> [WORK TO BE COMPLETED] Give the entries again exactly, every one of them.

--------------------------------------------------

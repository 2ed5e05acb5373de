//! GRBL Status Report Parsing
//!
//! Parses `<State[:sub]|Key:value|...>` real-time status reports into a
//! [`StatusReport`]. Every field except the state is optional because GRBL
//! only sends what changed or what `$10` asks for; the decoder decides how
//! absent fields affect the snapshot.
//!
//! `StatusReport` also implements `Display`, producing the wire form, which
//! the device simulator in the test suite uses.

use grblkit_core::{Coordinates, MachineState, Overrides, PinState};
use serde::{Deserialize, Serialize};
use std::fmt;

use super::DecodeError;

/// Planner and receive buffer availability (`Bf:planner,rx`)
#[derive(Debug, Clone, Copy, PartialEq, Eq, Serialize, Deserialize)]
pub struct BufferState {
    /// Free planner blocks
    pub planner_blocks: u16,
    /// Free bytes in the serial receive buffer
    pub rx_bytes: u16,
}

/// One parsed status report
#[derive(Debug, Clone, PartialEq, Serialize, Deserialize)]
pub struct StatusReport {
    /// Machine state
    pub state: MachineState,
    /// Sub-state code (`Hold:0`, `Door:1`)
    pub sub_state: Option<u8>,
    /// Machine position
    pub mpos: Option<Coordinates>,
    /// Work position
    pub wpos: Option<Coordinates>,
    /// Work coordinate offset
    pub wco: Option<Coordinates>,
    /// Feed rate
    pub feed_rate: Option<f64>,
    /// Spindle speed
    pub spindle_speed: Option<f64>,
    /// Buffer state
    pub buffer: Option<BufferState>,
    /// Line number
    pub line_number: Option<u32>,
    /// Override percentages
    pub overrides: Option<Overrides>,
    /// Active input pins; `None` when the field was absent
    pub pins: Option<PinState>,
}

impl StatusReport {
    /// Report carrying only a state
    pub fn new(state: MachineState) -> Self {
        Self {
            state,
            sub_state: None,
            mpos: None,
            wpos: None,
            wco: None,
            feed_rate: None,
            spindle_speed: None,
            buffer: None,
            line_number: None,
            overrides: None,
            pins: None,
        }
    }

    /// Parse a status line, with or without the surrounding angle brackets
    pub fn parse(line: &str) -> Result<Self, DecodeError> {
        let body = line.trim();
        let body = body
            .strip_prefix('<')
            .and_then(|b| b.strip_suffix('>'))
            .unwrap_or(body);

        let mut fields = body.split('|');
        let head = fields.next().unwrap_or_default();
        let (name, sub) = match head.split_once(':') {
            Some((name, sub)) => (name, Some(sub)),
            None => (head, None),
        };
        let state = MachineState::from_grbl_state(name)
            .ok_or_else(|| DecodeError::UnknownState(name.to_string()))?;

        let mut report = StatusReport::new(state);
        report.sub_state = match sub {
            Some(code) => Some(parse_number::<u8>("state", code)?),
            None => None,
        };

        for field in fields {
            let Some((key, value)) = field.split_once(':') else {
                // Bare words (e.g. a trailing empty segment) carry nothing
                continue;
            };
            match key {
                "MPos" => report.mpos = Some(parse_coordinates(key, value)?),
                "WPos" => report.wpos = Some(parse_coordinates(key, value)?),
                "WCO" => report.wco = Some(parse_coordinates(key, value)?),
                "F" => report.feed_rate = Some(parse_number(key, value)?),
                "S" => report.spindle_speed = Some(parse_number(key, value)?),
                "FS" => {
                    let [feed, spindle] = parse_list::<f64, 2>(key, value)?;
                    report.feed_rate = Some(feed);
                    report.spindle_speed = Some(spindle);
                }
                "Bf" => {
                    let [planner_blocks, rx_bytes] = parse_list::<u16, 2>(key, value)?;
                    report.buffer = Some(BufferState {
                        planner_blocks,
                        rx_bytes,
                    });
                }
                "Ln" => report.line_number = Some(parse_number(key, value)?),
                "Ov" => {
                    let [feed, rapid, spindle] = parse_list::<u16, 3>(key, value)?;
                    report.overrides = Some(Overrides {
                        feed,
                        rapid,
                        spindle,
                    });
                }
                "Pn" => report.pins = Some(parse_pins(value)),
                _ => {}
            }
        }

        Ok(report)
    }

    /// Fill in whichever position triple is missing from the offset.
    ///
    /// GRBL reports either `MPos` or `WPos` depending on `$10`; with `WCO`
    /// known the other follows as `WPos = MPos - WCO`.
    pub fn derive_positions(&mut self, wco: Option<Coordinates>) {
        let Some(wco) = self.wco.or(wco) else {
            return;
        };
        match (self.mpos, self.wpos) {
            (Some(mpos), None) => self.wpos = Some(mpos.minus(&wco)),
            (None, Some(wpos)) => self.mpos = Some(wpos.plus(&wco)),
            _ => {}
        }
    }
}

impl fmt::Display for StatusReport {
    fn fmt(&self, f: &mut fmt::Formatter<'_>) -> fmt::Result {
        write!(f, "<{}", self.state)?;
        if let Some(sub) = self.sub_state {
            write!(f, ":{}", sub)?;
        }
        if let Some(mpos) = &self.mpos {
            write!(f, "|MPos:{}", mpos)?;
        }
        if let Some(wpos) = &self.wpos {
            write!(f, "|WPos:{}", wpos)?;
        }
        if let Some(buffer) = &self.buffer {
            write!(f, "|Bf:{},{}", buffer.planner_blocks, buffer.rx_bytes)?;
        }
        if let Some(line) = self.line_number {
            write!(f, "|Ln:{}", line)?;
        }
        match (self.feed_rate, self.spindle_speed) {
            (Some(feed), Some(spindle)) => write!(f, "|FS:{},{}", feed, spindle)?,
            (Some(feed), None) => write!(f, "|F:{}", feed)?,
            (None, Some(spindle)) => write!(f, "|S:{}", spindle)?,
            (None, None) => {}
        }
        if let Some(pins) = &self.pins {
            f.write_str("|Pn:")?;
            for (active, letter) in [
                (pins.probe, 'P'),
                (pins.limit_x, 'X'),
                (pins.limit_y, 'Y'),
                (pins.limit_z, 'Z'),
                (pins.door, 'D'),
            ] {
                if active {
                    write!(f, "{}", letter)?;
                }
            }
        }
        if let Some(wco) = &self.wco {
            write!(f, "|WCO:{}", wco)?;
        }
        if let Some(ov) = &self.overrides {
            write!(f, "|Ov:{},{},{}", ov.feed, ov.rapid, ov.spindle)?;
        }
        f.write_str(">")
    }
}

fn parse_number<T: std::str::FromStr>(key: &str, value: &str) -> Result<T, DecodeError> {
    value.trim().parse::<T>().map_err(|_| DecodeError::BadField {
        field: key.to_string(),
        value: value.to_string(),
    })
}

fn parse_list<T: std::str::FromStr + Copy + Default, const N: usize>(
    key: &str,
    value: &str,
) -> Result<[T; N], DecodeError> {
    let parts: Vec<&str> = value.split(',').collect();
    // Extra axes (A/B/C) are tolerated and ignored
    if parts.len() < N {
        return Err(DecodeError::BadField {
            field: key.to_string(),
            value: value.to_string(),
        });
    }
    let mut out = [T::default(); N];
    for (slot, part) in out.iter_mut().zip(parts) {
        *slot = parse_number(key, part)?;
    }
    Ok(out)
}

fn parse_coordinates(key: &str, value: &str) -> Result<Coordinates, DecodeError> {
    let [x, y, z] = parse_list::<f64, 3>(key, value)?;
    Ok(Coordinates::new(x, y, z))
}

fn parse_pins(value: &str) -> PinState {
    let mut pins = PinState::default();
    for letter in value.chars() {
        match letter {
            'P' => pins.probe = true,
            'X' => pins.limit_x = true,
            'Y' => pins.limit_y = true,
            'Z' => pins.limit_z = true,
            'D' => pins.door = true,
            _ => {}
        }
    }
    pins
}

--------------------------------------------------

> [ANSWER SECTION]
repository 2ed5e05acb5373de
//! GRBL Status Report Parsing
//!
//! Parses `<State[:sub]|Key:value|...>` real-time status reports into a
//! [`StatusReport`]. Every field except the state is optional because GRBL
//! only sends what changed or what `$10` asks for; the decoder decides how
//! absent fields affect the snapshot.
//!
//! `StatusReport` also implements `Display`, producing the wire form, which
//! the device simulator in the test suite uses.

use grblkit_core::{Coordinates, MachineState, Overrides, PinState};
use serde::{Deserialize, Serialize};
use std::fmt;

use super::DecodeError;

/// Planner and receive buffer availability (`Bf:planner,rx`)
#[derive(Debug, Clone, Copy, PartialEq, Eq, Serialize, Deserialize)]
pub struct BufferState {
    /// Free planner blocks
    pub planner_blocks: u16,
    /// Free bytes in the serial receive buffer
    pub rx_bytes: u16,
}

/// One parsed status report
#[derive(Debug, Clone, PartialEq, Serialize, Deserialize)]
pub struct StatusReport {
    /// Machine state
    pub state: MachineState,
    /// Sub-state code (`Hold:0`, `Door:1`)
    pub sub_state: Option<u8>,
    /// Machine position
    pub mpos: Option<Coordinates>,
    /// Work position
    pub wpos: Option<Coordinates>,
    /// Work coordinate offset
    pub wco: Option<Coordinates>,
    /// Feed rate
    pub feed_rate: Option<f64>,
    /// Spindle speed
    pub spindle_speed: Option<f64>,
    /// Buffer state
    pub buffer: Option<BufferState>,
    /// Line number
    pub line_number: Option<u32>,
    /// Override percentages
    pub overrides: Option<Overrides>,
    /// Active input pins; `None` when the field was absent
    pub pins: Option<PinState>,
}

impl StatusReport {
    /// Report carrying only a state
    pub fn new(state: MachineState) -> Self {
        Self {
            state,
            sub_state: None,
            mpos: None,
            wpos: None,
            wco: None,
            feed_rate: None,
            spindle_speed: None,
            buffer: None,
            line_number: None,
            overrides: None,
            pins: None,
        }
    }

    /// Parse a status line, with or without the surrounding angle brackets
    pub fn parse(line: &str) -> Result<Self, DecodeError> {
        let body = line.trim();
        let body = body
            .strip_prefix('<')
            .and_then(|b| b.strip_suffix('>'))
            .unwrap_or(body);

        let mut fields = body.split('|');
        let head = fields.next().unwrap_or_default();
        let (name, sub) = match head.split_once(':') {
            Some((name, sub)) => (name, Some(sub)),
            None => (head, None),
        };
        let state = MachineState::from_grbl_state(name)
            .ok_or_else(|| DecodeError::UnknownState(name.to_string()))?;

        let mut report = StatusReport::new(state);
        report.sub_state = match sub {
            Some(code) => Some(parse_number::<u8>("state", code)?),
            None => None,
        };

        for field in fields {
            let Some((key, value)) = field.split_once(':') else {
                // Bare words (e.g. a trailing empty segment) carry nothing
                continue;
            };
            match key {
                "MPos" => report.mpos = Some(parse_coordinates(key, value)?),
                "WPos" => report.wpos = Some(parse_coordinates(key, value)?),
                "WCO" => report.wco = Some(parse_coordinates(key, value)?),
                "F" => report.feed_rate = Some(parse_number(key, value)?),
                "S" => report.spindle_speed = Some(parse_number(key, value)?),
                "FS" => {
                    let [feed, spindle] = parse_list::<f64, 2>(key, value)?;
                    report.feed_rate = Some(feed);
                    report.spindle_speed = Some(spindle);
                }
                "Bf" => {
                    let [planner_blocks, rx_bytes] = parse_list::<u16, 2>(key, value)?;
                    report.buffer = Some(BufferState {
                        planner_blocks,
                        rx_bytes,
                    });
                }
                "Ln" => report.line_number = Some(parse_number(key, value)?),
                "Ov" => {
                    let [feed, rapid, spindle] = parse_list::<u16, 3>(key, value)?;
                    report.overrides = Some(Overrides {
                        feed,
                        rapid,
                        spindle,
                    });
                }
                "Pn" => report.pins = Some(parse_pins(value)),
                _ => {}
            }
        }

        Ok(report)
    }

    /// Fill in whichever position triple is missing from the offset.
    ///
    /// GRBL reports either `MPos` or `WPos` depending on `$10`; with `WCO`
    /// known the other follows as `WPos = MPos - WCO`.
    pub fn derive_positions(&mut self, wco: Option<Coordinates>) {
        let Some(wco) = self.wco.or(wco) else {
            return;
        };
        match (self.mpos, self.wpos) {
            (Some(mpos), None) => self.wpos = Some(mpos.minus(&wco)),
            (None, Some(wpos)) => self.mpos = Some(wpos.plus(&wco)),
            _ => {}
        }
    }
}

impl fmt::Display for StatusReport {
    fn fmt(&self, f: &mut fmt::Formatter<'_>) -> fmt::Result {
        write!(f, "<{}", self.state)?;
        if let Some(sub) = self.sub_state {
            write!(f, ":{}", sub)?;
        }
        if let Some(mpos) = &self.mpos {
            write!(f, "|MPos:{}", mpos)?;
        }
        if let Some(wpos) = &self.wpos {
            write!(f, "|WPos:{}", wpos)?;
        }
        if let Some(buffer) = &self.buffer {
            write!(f, "|Bf:{},{}", buffer.planner_blocks, buffer.rx_bytes)?;
        }
        if let Some(line) = self.line_number {
            write!(f, "|Ln:{}", line)?;
        }
        match (self.feed_rate, self.spindle_speed) {
            (Some(feed), Some(spindle)) => write!(f, "|FS:{},{}", feed, spindle)?,
            (Some(feed), None) => write!(f, "|F:{}", feed)?,
            (None, Some(spindle)) => write!(f, "|S:{}", spindle)?,
            (None, None) => {}
        }
        if let Some(pins) = &self.pins {
            f.write_str("|Pn:")?;
            for (active, letter) in [
                (pins.probe, 'P'),
                (pins.limit_x, 'X'),
                (pins.limit_y, 'Y'),
                (pins.limit_z, 'Z'),
                (pins.door, 'D'),
            ] {
                if active {
                    write!(f, "{}", letter)?;
                }
            }
        }
        if let Some(wco) = &self.wco {
            write!(f, "|WCO:{}", wco)?;
        }
        if let Some(ov) = &self.overrides {
            write!(f, "|Ov:{},{},{}", ov.feed, ov.rapid, ov.spindle)?;
        }
        f.write_str(">")
    }
}

fn parse_number<T: std::str::FromStr>(key: &str, value: &str) -> Result<T, DecodeError> {
    value.trim().parse::<T>().map_err(|_| DecodeError::BadField {
        field: key.to_string(),
        value: value.to_string(),
    })
}

fn parse_list<T: std::str::FromStr + Copy + Default, const N: usize>(
    key: &str,
    value: &str,
) -> Result<[T; N], DecodeError> {
    let parts: Vec<&str> = value.split(',').collect();
    // Extra axes (A/B/C) are tolerated and ignored
    if parts.len() < N {
        return Err(DecodeError::BadField {
            field: key.to_string(),
            value: value.to_string(),
        });
    }
    let mut out = [T::default(); N];
    for (slot, part) in out.iter_mut().zip(parts) {
        *slot = parse_number(key, part)?;
    }
    Ok(out)
}

fn parse_coordinates(key: &str, value: &str) -> Result<Coordinates, DecodeError> {
    let [x, y, z] = parse_list::<f64, 3>(key, value)?;
    Ok(Coordinates::new(x, y, z))
}

fn parse_pins(value: &str) -> PinState {
    let mut pins = PinState::default();
    for letter in value.chars() {
        match letter {
            'P' => pins.probe = true,
            'X' => pins.limit_x = true,
            'Y' => pins.limit_y = true,
            'Z' => pins.limit_z = true,
            'D' => pins.door = true,
            _ => {}
        }
    }
    pins
}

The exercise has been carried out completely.